William luchaba por ponerse de pie. Sentía una presión en el pecho como si alguien lo estuviera estrujando, y una molestia en la espalda.
—Deberías sentarte, William. No vas a llegar a ver al médico. Todos los sirvientes te odian, así que no te echarán una mano. Menosprecias a los hombres e incomodas a las mujeres con tus insinuaciones. Si corres a pedir ayuda, solo conseguirás divertirlos —dijo Mary.
Mary se levantó de su silla y se acercó a donde William luchaba para obligarlo a volver a la silla. Le agarró los hombros, tentada de clavarle las uñas en la piel, pero eso solo arruinaría sus planes.
—Has convertido mi vida en un infierno durante años. Desde el momento en que te di el «sí, quiero», he sido tu sirvienta en lugar de tu esposa. Nunca quise a tus hijos, pero me los impusiste. Debería haberte matado en nuestra noche de bodas y haber huido —dijo Mary, lamentando no haber sido tan audaz entonces.
—Lo único bueno que salió de esta unión fueron mis hijos. Los criaré para que sean mejores que su padre. Cuando logren todo lo que sé que pueden lograr, me aseguraré de que tu nombre sea olvidado —dijo Mary, mientras sus manos presionaban hacia abajo para mantener a William sentado.
—Esto ha tardado mucho en llegar, pero cosecharé las recompensas de la vida que me impusieron. Tomaré todo lo que posees y será mío por ahora, antes de dárselo a mis hijos. Tu familia vendrá, pero ellos también compartirán este destino contigo —dijo Mary, esperando con ansias la visita.
—Este no es el futuro que yo quería. No es la mujer en la que quería convertirme, pero todos ustedes no me dejaron otra opción. No tendré más hijos tuyos, ni seré tu propiedad para que me des órdenes.
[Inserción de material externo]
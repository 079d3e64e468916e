use crate::db;
use crate::ipc::error::{err, ok};
use crate::ipc::types::{AppState, Request};
use serde_json::json;
use std::path::PathBuf;
use tracing::info;

pub fn try_handle(state: &mut AppState, req: &Request) -> Option<serde_json::Value> {
    match req.method.as_str() {
        "health" => Some(handle_health(state, req)),
        "workspace.select" => Some(handle_workspace_select(state, req)),
        _ => None,
    }
}

fn handle_health(state: &AppState, req: &Request) -> serde_json::Value {
    ok(
        &req.id,
        json!({
            "version": env!("CARGO_PKG_VERSION"),
            "workspacePath": state.workspace.as_ref().map(|p| p.to_string_lossy().to_string()),
        }),
    )
}

fn handle_workspace_select(state: &mut AppState, req: &Request) -> serde_json::Value {
    let Some(path) = req
        .params
        .get("path")
        .and_then(|v| v.as_str())
        .map(PathBuf::from)
    else {
        return err(&req.id, "bad_params", "missing params.path", None);
    };

    match db::open_db(&path) {
        Ok(conn) => {
            info!(path = %path.to_string_lossy(), "workspace selected");
            state.workspace = Some(path.clone());
            state.db = Some(conn);
            ok(
                &req.id,
                json!({ "workspacePath": path.to_string_lossy() }),
            )
        }
        Err(e) => err(&req.id, "db_open_failed", format!("{e:?}"), None),
    }
}
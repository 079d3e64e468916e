use serde_json::json;
use std::io::{BufRead, BufReader, Write};
use std::path::PathBuf;
use std::process::{Child, ChildStdin, ChildStdout, Command, Stdio};
use std::time::{SystemTime, UNIX_EPOCH};

fn temp_dir(prefix: &str) -> PathBuf {
    let p = std::env::temp_dir().join(format!(
        "{}-{}",
        prefix,
        SystemTime::now()
            .duration_since(UNIX_EPOCH)
            .expect("clock")
            .as_nanos()
    ));
    std::fs::create_dir_all(&p).expect("create temp dir");
    p
}

fn spawn_sidecar() -> (Child, ChildStdin, BufReader<ChildStdout>) {
    let exe = env!("CARGO_BIN_EXE_gradebookd");
    let mut child = Command::new(exe)
        .stdin(Stdio::piped())
        .stdout(Stdio::piped())
        .stderr(Stdio::null())
        .spawn()
        .expect("spawn gradebookd");
    let stdin = child.stdin.take().expect("child stdin");
    let stdout = child.stdout.take().expect("child stdout");
    (child, stdin, BufReader::new(stdout))
}

fn request_ok(
    stdin: &mut ChildStdin,
    reader: &mut BufReader<ChildStdout>,
    id: &str,
    method: &str,
    params: serde_json::Value,
) -> serde_json::Value {
    let payload = json!({
        "id": id,
        "method": method,
        "params": params,
    });
    writeln!(stdin, "{}", payload).expect("write request");
    stdin.flush().expect("flush request");

    let mut line = String::new();
    reader.read_line(&mut line).expect("read response line");
    let value: serde_json::Value = serde_json::from_str(line.trim()).expect("parse response json");
    assert_eq!(value.get("id").and_then(|v| v.as_str()), Some(id));
    assert!(
        value.get("ok").and_then(|v| v.as_bool()).unwrap_or(false),
        "{} failed: {}",
        method,
        value
    );
    value.get("result").cloned().unwrap_or_else(|| json!({}))
}

#[test]
fn upsert_recomputes_derived_fields_and_stays_keyed() {
    let workspace = temp_dir("gradebook-upsert");
    let (mut child, mut stdin, mut reader) = spawn_sidecar();

    let _ = request_ok(
        &mut stdin,
        &mut reader,
        "1",
        "workspace.select",
        json!({ "path": workspace.to_string_lossy() }),
    );
    let student = request_ok(
        &mut stdin,
        &mut reader,
        "2",
        "students.create",
        json!({ "enrollmentNo": "21001", "lastName": "GARCIA", "term": "FIRST" }),
    );
    let student_id = student
        .get("studentId")
        .and_then(|v| v.as_str())
        .expect("studentId")
        .to_string();
    let _ = request_ok(
        &mut stdin,
        &mut reader,
        "3",
        "subjects.create",
        json!({ "code": "C1022", "name": "NATURAL SCIENCES I" }),
    );

    // P1=8, P2=7, P3=9, exam=8: mean is exactly 8, final is (8+8)/2.
    let upsert = request_ok(
        &mut stdin,
        &mut reader,
        "4",
        "grades.upsert",
        json!({
            "studentId": student_id,
            "subjectCode": "C1022",
            "term": "FIRST",
            "patch": { "p1": 8.0, "p2": 7.0, "p3": 9.0, "finalExam": 8.0 }
        }),
    );
    assert_eq!(upsert.get("created").and_then(|v| v.as_bool()), Some(true));
    assert_eq!(
        upsert.get("partialAverage").and_then(|v| v.as_i64()),
        Some(8)
    );
    assert_eq!(upsert.get("finalGrade").and_then(|v| v.as_i64()), Some(8));

    // Editing one partial re-derives both stored values from current inputs:
    // mean (8 + 9.5 + 9) / 3 = 8.83 -> 9, final (8.83 + 8) / 2 = 8.42 -> 8.
    let upsert = request_ok(
        &mut stdin,
        &mut reader,
        "5",
        "grades.upsert",
        json!({
            "studentId": student_id,
            "subjectCode": "C1022",
            "term": "FIRST",
            "patch": { "p2": 9.5 }
        }),
    );
    assert_eq!(upsert.get("created").and_then(|v| v.as_bool()), Some(false));
    assert_eq!(
        upsert.get("partialAverage").and_then(|v| v.as_i64()),
        Some(9)
    );
    assert_eq!(upsert.get("finalGrade").and_then(|v| v.as_i64()), Some(8));

    // Dirty input nulls that field alone and the rest proceeds:
    // mean (9.5 + 9) / 2 = 9.25 -> 9, final (9.25 + 8) / 2 = 8.63 -> 9.
    let upsert = request_ok(
        &mut stdin,
        &mut reader,
        "6",
        "grades.upsert",
        json!({
            "studentId": student_id,
            "subjectCode": "C1022",
            "term": "FIRST",
            "patch": { "p1": "not a number" }
        }),
    );
    assert_eq!(
        upsert.get("partialAverage").and_then(|v| v.as_i64()),
        Some(9)
    );
    assert_eq!(upsert.get("finalGrade").and_then(|v| v.as_i64()), Some(9));

    // Three upserts, one (student, subject, term) key, one row.
    let listed = request_ok(
        &mut stdin,
        &mut reader,
        "7",
        "grades.listForStudent",
        json!({ "studentId": student_id }),
    );
    let grades = listed
        .get("grades")
        .and_then(|v| v.as_array())
        .cloned()
        .unwrap_or_default();
    assert_eq!(grades.len(), 1);
    assert_eq!(grades[0].get("p1").map(|v| v.is_null()), Some(true));
    assert_eq!(grades[0].get("p2").and_then(|v| v.as_f64()), Some(9.5));

    // The same subject code in a different term is a separate record.
    let upsert = request_ok(
        &mut stdin,
        &mut reader,
        "8",
        "grades.upsert",
        json!({
            "studentId": student_id,
            "subjectCode": "C1022",
            "term": "SECOND",
            "patch": { "p1": 6.0 }
        }),
    );
    assert_eq!(upsert.get("created").and_then(|v| v.as_bool()), Some(true));
    assert_eq!(upsert.get("finalGrade").map(|v| v.is_null()), Some(true));

    let listed = request_ok(
        &mut stdin,
        &mut reader,
        "9",
        "grades.listForStudent",
        json!({ "studentId": student_id }),
    );
    let grades = listed
        .get("grades")
        .and_then(|v| v.as_array())
        .cloned()
        .unwrap_or_default();
    assert_eq!(grades.len(), 2);

    let listed = request_ok(
        &mut stdin,
        &mut reader,
        "10",
        "grades.listForStudent",
        json!({ "studentId": student_id, "term": "FIRST" }),
    );
    let grades = listed
        .get("grades")
        .and_then(|v| v.as_array())
        .cloned()
        .unwrap_or_default();
    assert_eq!(grades.len(), 1);

    let _ = child.kill();
}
Seré libre —dijo Mary, sintiendo cómo un peso se levantaba lentamente de sus hombros.
Mary anhelaba el día en que su identidad ya no fuera la de la esposa de William. Quería disfrutar de ser simplemente Mary, además de madre.
Mary aflojó el agarre sobre William una vez que él dejó de oponer una fuerte resistencia. Lo oyó jadear en busca de aire y, desde donde estaba, vio su mano agarrándose el pecho.
Mary se alejó de William para situarse en un lugar desde donde pudiera verlo bien. Llevaba años esperando este momento. Había estudiado para que su plan tuviera éxito.
Su pasatiempo no solo la había salvado en sus momentos de aburrimiento, sino que también le proporcionó un escape de un matrimonio sin amor.
Mary se quedó quieta, incluso cuando William intentó extenderle la mano en busca de ayuda. Ni una sola vez en sus cinco años de matrimonio lo había amado ni por un momento como para intentar salvarlo ahora.
Mary pensó en dónde lo enterraría. No quería que su cadáver descansara en paz en lo que ahora era su hogar.
William luchó en sus últimos momentos. No podía hacer nada para salvarse. Todo lo que vio fue a su esposa, inmóvil, sin ayudarlo.
La mano de William cayó de su pecho cuando perdió la batalla. Sucumbió al veneno.
Su cuerpo se inclinó hacia delante, y el vómito se deslizó entre sus labios entreabiertos. La cabeza de William habría llegado a la mesa de no ser por su estómago, que se interponía en el camino.
Mary se movió solo para limpiar la mesa y empezar a deshacerse de las pruebas. Se preparó mentalmente para ser la esposa desconsolada que perdió a su marido de repente.
Mary tenía que mandar a buscar al médico y a los guardias, así como alertar al Castillo de los Hastings de la muerte. Su mayor desafío vendría cuando la familia de William y la suya se enteraran de la muerte, pero a Mary no le preocupaba. Llevaba mucho tiempo preparándose para este momento y estaba lista.
Mary sabía que ambas familias vendrían a buscar lo que reclamarían como suyo, pero no había nada que pudieran llevarse. Todo lo que rodeaba a Mary le pertenecía a ella y a sus hijos.